Splitbeard Bluestem with its split beard (don’t recall who took the pic)

It is not my purpose now to be schoolin’ ya about how to distinguish the Andropogon species.  John and I tried that, and the results are a click away at  floridagrasses.org.

Some readers might agree that locally the Bluestem Grasses can be tough to differentiate.  Whenever you see reference to a “species complex,” watch out for a puzzling network of funny business.   Most of our nearby species belong to the “Andropogon virginicus complex,”  which seems to be diploid, comparatively free of apparent hybridization, and yet often with subtle visible differences between species.

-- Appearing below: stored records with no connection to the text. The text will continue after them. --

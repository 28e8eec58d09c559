use crate::validation::Error;
use crate::{camera, extensions, mesh, skin, Extras, Index, Path, Root};
use serde_derive::{Deserialize, Serialize};
use ufg_derive::Validate;

/// A node in the node hierarchy.
///
/// A node may carry either a 4x4 `matrix` or the decomposed
/// `translation`/`rotation`/`scale` triple, never both. When a node contains
/// a `skin`, it also contains a `mesh` whose primitives carry `JOINTS_0` and
/// `WEIGHTS_0` attributes.
#[derive(Clone, Debug, Default, Deserialize, Serialize, Validate)]
#[gltf(validate_hook = "node_validate_hook")]
pub struct Node {
    /// The index of the camera referenced by this node.
    #[serde(skip_serializing_if = "Option::is_none")]
    pub camera: Option<Index<camera::Camera>>,

    /// The indices of this node's children.
    #[serde(default)]
    #[serde(skip_serializing_if = "Vec::is_empty")]
    pub children: Vec<Index<Node>>,

    /// 4x4 column-major transformation matrix.
    #[serde(skip_serializing_if = "Option::is_none")]
    pub matrix: Option<[f32; 16]>,

    /// The index of the mesh in this node.
    #[serde(skip_serializing_if = "Option::is_none")]
    pub mesh: Option<Index<mesh::Mesh>>,

    /// Optional user-defined name for this object.
    #[serde(skip_serializing_if = "Option::is_none")]
    pub name: Option<String>,

    /// The node's unit quaternion rotation in the order `[x, y, z, w]`,
    /// where `w` is the scalar.
    #[serde(skip_serializing_if = "Option::is_none")]
    pub rotation: Option<UnitQuaternion>,

    /// The node's non-uniform scale.
    #[serde(skip_serializing_if = "Option::is_none")]
    pub scale: Option<[f32; 3]>,

    /// The node's translation.
    #[serde(skip_serializing_if = "Option::is_none")]
    pub translation: Option<[f32; 3]>,

    /// The index of the skin referenced by this node.
    #[serde(skip_serializing_if = "Option::is_none")]
    pub skin: Option<Index<skin::Skin>>,

    /// The weights of the instantiated morph target.
    #[serde(skip_serializing_if = "Option::is_none")]
    pub weights: Option<Vec<f32>>,

    /// Extension specific data.
    #[serde(default, skip_serializing_if = "Option::is_none")]
    pub extensions: Option<extensions::Unrecognized>,

    /// Optional application specific data.
    #[serde(default, skip_serializing_if = "Option::is_none")]
    pub extras: Extras,
}

fn node_validate_hook<P, R>(node: &Node, _root: &Root, path: P, report: &mut R)
where
    P: Fn() -> Path + Clone,
    R: FnMut(&dyn Fn() -> Path, Error),
{
    // The matrix and SRT forms are mutually exclusive.
    if node.matrix.is_some()
        && (node.translation.is_some() || node.rotation.is_some() || node.scale.is_some())
    {
        report(&|| path().field("matrix"), Error::Invalid);
    }

    // A skin is meaningless without a mesh to deform.
    if node.skin.is_some() && node.mesh.is_none() {
        report(&|| path().field("skin"), Error::Missing);
    }
}

/// The root nodes of a scene.
#[derive(Clone, Debug, Default, Deserialize, Serialize, Validate)]
pub struct Scene {
    /// Optional user-defined name for this object.
    #[serde(skip_serializing_if = "Option::is_none")]
    pub name: Option<String>,

    /// The indices of each root node.
    #[serde(default)]
    #[serde(skip_serializing_if = "Vec::is_empty")]
    pub nodes: Vec<Index<Node>>,

    /// Extension specific data.
    #[serde(default, skip_serializing_if = "Option::is_none")]
    pub extensions: Option<extensions::Unrecognized>,

    /// Optional application specific data.
    #[serde(default, skip_serializing_if = "Option::is_none")]
    pub extras: Extras,
}

/// Unit quaternion rotation in the order `[x, y, z, w]`, where `w` is the
/// scalar.
#[derive(Clone, Copy, Debug, Deserialize, Serialize, Validate)]
pub struct UnitQuaternion(pub [f32; 4]);

impl Default for UnitQuaternion {
    fn default() -> Self {
        UnitQuaternion([0.0, 0.0, 0.0, 1.0])
    }
}
#[test]
fn stage_layout_and_metadata() {
    let (json_text, buffers) = cube_fixture();
    let (stage, _) = run(&json_text, buffers, &ConvertSettings::default());

    assert_eq!(stage.metadata.get("upAxis"), Some(&Value::Token("Y".into())));
    assert_eq!(stage.metadata.get("metersPerUnit"), Some(&Value::Double(0.01)));
    assert_eq!(
        stage.metadata.get("defaultPrim"),
        Some(&Value::Token("Model".into()))
    );

    let root = stage.prim("/Model").unwrap();
    assert_eq!(root.prim_type, PrimType::Xform);
    assert_eq!(
        root.metadata.get("kind"),
        Some(&Value::Token("component".into()))
    );

    // The rigid pass root carries the root scale.
    let meshes = stage.prim("/Model/Meshes").unwrap();
    match meshes.attributes.get("xformOp:scale") {
        Some(Value::Float3(scale)) => assert_eq!(scale.x, 100.0),
        other => panic!("unexpected root scale: {:?}", other),
    }
}

#[test]
fn glb_buffer_round_trip() {
    // A single triangle whose positions live in the BIN chunk.
    let positions = pack_f32(&[0.0, 0.0, 0.0, 1.0, 0.0, 0.0, 0.0, 1.0, 0.0]);
    let json_text = format!(
        r#"{{
            "asset": {{"version": "2.0"}},
            "scenes": [{{"nodes": [0]}}],
            "nodes": [{{"mesh": 0}}],
            "meshes": [{{"primitives": [{{"attributes": {{"POSITION": 0}}}}]}}],
            "buffers": [{{"byteLength": {len}}}],
            "bufferViews": [{{"buffer": 0, "byteLength": {len}}}],
            "accessors": [{{
                "bufferView": 0, "componentType": 5126, "count": 3, "type": "VEC3",
                "min": [0, 0, 0], "max": [1, 1, 0]
            }}]
        }}"#,
        len = positions.len()
    );

    // Frame it as a GLB by hand.
    let mut json_chunk = json_text.clone().into_bytes();
    while json_chunk.len() % 4 != 0 {
        json_chunk.push(b' ');
    }
    let mut bin_chunk = positions.clone();
    while bin_chunk.len() % 4 != 0 {
        bin_chunk.push(0);
    }
    let total = 12 + 8 + json_chunk.len() + 8 + bin_chunk.len();
    let mut glb = Vec::new();
    glb.extend_from_slice(b"glTF");
    glb.extend_from_slice(&2u32.to_le_bytes());
    glb.extend_from_slice(&(total as u32).to_le_bytes());
    glb.extend_from_slice(&(json_chunk.len() as u32).to_le_bytes());
    glb.extend_from_slice(&0x4E4F_534Au32.to_le_bytes());
    glb.extend_from_slice(&json_chunk);
    glb.extend_from_slice(&(bin_chunk.len() as u32).to_le_bytes());
    glb.extend_from_slice(&0x004E_4942u32.to_le_bytes());
    glb.extend_from_slice(&bin_chunk);

    let source = ufg::import::GlbSource::from_slice(
        &glb,
        ufg::import::FromPath::new("fixture.glb"),
    )
    .unwrap();
    let (root, source) = ufg::load_from_source(Box::new(source)).unwrap();

    // The JSON chunk round-trips byte-identically modulo padding.
    assert_eq!(root.meshes.len(), 1);

    let cache = ufg::cache::AccessorCache::new(&root, source.as_ref());
    let data = cache.access::<f32>(0).unwrap();
    assert_eq!(data.vec_count, 3);
    assert_eq!(
        data.as_slice(),
        &[0.0, 0.0, 0.0, 1.0, 0.0, 0.0, 0.0, 1.0, 0.0]
    );
}
//! Work-queue scheduler for parallel texture processing.
//!
//! N worker threads share a FIFO of jobs behind one mutex and two condition
//! variables. Workers capture panics from their jobs and park them for the
//! caller; `wait_for_all_complete` and `stop` re-raise the first one. With
//! zero workers, `schedule` runs jobs synchronously on the caller's thread.

use std::any::Any;
use std::collections::VecDeque;
use std::panic::{catch_unwind, resume_unwind, AssertUnwindSafe};
use std::sync::{Arc, Condvar, Mutex};
use std::thread::JoinHandle;

type Job = Box<dyn FnOnce() + Send + 'static>;
type Panic = Box<dyn Any + Send + 'static>;

const WORKER_MAX: usize = 64;

#[derive(Default)]
struct State {
    queue: VecDeque<Job>,
    running: usize,
    stopping: bool,
    panics: VecDeque<Panic>,
}

#[derive(Default)]
struct Shared {
    state: Mutex<State>,
    job_added_or_stopping: Condvar,
    job_done: Condvar,
}

/// Fixed-size worker pool draining a job FIFO.
#[derive(Default)]
pub struct Scheduler {
    shared: Arc<Shared>,
    workers: Vec<JoinHandle<()>>,
}

impl Scheduler {
    /// Creates a scheduler with no workers; call [`Scheduler::start`].
    pub fn new() -> Self {
        Self::default()
    }

    /// Spawns `worker_count` worker threads (clamped to a sane maximum).
    pub fn start(&mut self, worker_count: usize) {
        let worker_count = worker_count.min(WORKER_MAX);
        debug_assert!(self.workers.is_empty());
        for _ in 0..worker_count {
            let shared = Arc::clone(&self.shared);
            self.workers.push(std::thread::spawn(move || {
                worker_thread(&shared);
            }));
        }
    }

    /// Enqueues a job, or runs it synchronously when there are no workers.
    pub fn schedule<F: FnOnce() + Send + 'static>(&self, job: F) {
        if self.workers.is_empty() {
            job();
            return;
        }
        let mut state = self.shared.state.lock().unwrap();
        state.queue.push_back(Box::new(job));
        self.shared.job_added_or_stopping.notify_all();
    }

    /// Blocks until every enqueued job has run, then re-raises the first
    /// panic captured by any worker.
    pub fn wait_for_all_complete(&self) {
        let mut panics;
        {
            let mut state = self.shared.state.lock().unwrap();
            while !state.queue.is_empty() || state.running != 0 {
                state = self.shared.job_done.wait(state).unwrap();
            }
            panics = std::mem::take(&mut state.panics);
        }
        if let Some(panic) = panics.pop_front() {
            resume_unwind(panic);
        }
    }

    /// Signals all workers to finish their current job and exit, joins
    /// them, and re-raises the first captured panic.
    pub fn stop(&mut self) {
        {
            let mut state = self.shared.state.lock().unwrap();
            state.stopping = true;
            self.shared.job_added_or_stopping.notify_all();
        }
        for worker in self.workers.drain(..) {
            let _ = worker.join();
        }
        let panic = {
            let mut state = self.shared.state.lock().unwrap();
            state.stopping = false;
            state.panics.pop_front()
        };
        if let Some(panic) = panic {
            resume_unwind(panic);
        }
    }
}

impl Drop for Scheduler {
    fn drop(&mut self) {
        if !self.workers.is_empty() {
            let mut state = self.shared.state.lock().unwrap();
            state.stopping = true;
            self.shared.job_added_or_stopping.notify_all();
            drop(state);
            for worker in self.workers.drain(..) {
                let _ = worker.join();
            }
        }
    }
}

fn worker_thread(shared: &Shared) {
    loop {
        let job = {
            let mut state = shared.state.lock().unwrap();
            loop {
                if state.stopping {
                    // Waiting consumed the signal; re-broadcast so the
                    // remaining workers wake up to exit too.
                    shared.job_added_or_stopping.notify_all();
                    return;
                }
                if let Some(job) = state.queue.pop_front() {
                    state.running += 1;
                    break job;
                }
                state = shared.job_added_or_stopping.wait(state).unwrap();
            }
        };

        let result = catch_unwind(AssertUnwindSafe(job));
        {
            let mut state = shared.state.lock().unwrap();
            state.running -= 1;
            if let Err(panic) = result {
                state.panics.push_back(panic);
            }
        }
        shared.job_done.notify_all();
    }
}

#[cfg(test)]
mod tests {
    use super::*;
    use std::sync::atomic::{AtomicUsize, Ordering};

    #[test]
    fn runs_all_jobs() {
        let mut scheduler = Scheduler::new();
        scheduler.start(4);
        let counter = Arc::new(AtomicUsize::new(0));
        for _ in 0..100 {
            let counter = Arc::clone(&counter);
            scheduler.schedule(move || {
                counter.fetch_add(1, Ordering::SeqCst);
            });
        }
        scheduler.wait_for_all_complete();
        assert_eq!(counter.load(Ordering::SeqCst), 100);
        scheduler.stop();
    }

    #[test]
    fn zero_workers_run_synchronously() {
        let scheduler = Scheduler::new();
        let counter = Arc::new(AtomicUsize::new(0));
        let clone = Arc::clone(&counter);
        scheduler.schedule(move || {
            clone.fetch_add(1, Ordering::SeqCst);
        });
        assert_eq!(counter.load(Ordering::SeqCst), 1);
    }

    #[test]
    fn captures_and_rethrows_panics() {
        let mut scheduler = Scheduler::new();
        scheduler.start(2);
        scheduler.schedule(|| panic!("job failed"));
        let result = catch_unwind(AssertUnwindSafe(|| scheduler.wait_for_all_complete()));
        assert!(result.is_err());
        scheduler.stop();
    }

    #[test]
    fn stop_is_idempotent_after_wait() {
        let mut scheduler = Scheduler::new();
        scheduler.start(2);
        scheduler.schedule(|| {});
        scheduler.wait_for_all_complete();
        scheduler.stop();
        scheduler.stop();
    }
}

One of the prettiest and most distinctive species is the Splitbeard Bluestem, Andropogon ternarius, which is a tetraploid (has 4 sets of chromosomes) and has a particularly delicate appearance:  tall and slender with big long silvery-white bunny ears (spikelet clusters) displayed on wirelike wands.  It looks like a work of art, and  I always enjoy encountering this exquisite bit of creation.  Gardeners agree.  I recently saw this species for sale at approximately $40 per cell tray.  A seedy variant developed in Florida chiefly for habitat restoration is called “Ft. Cooper.”

The plant world is full of fluffy-puffy feathery wind-dispersal units, but Andropogons are  the ZZTops of the flora.  In fact the name Andropogon means dude with a beard.

You could scarcely design a species more appropriate to wind-dispersal.  The bunny ears bust apart at the slightest whisper, separating into parachute-bearing “seeds” (spikelet clusters) to blow hither and thither.  The microscope view shows what they bust apart into.   The feathery parachute hairs in the photo are of obvious function.  The two long threads (awns) visible in the picture are less obviously useful.  The awns probably catch the wind or bump against adjacent plants and help the bunny ears bust apart.   Also interesting are the two small vertical “daggers” you see flanking the main spikelet.  Those are sterile (seedless) spikelets.    Who knows—maybe they’ve lost their function but the genes that make them have not quit altogether, sort of like the human canine teeth.

Andropogon ternarius spikelet cluster. Center-left is large fertilie spikelet with long awn. Smaller sterile spikelet “dagger” is vertical just center-right. Another awn is visible tilted to the right.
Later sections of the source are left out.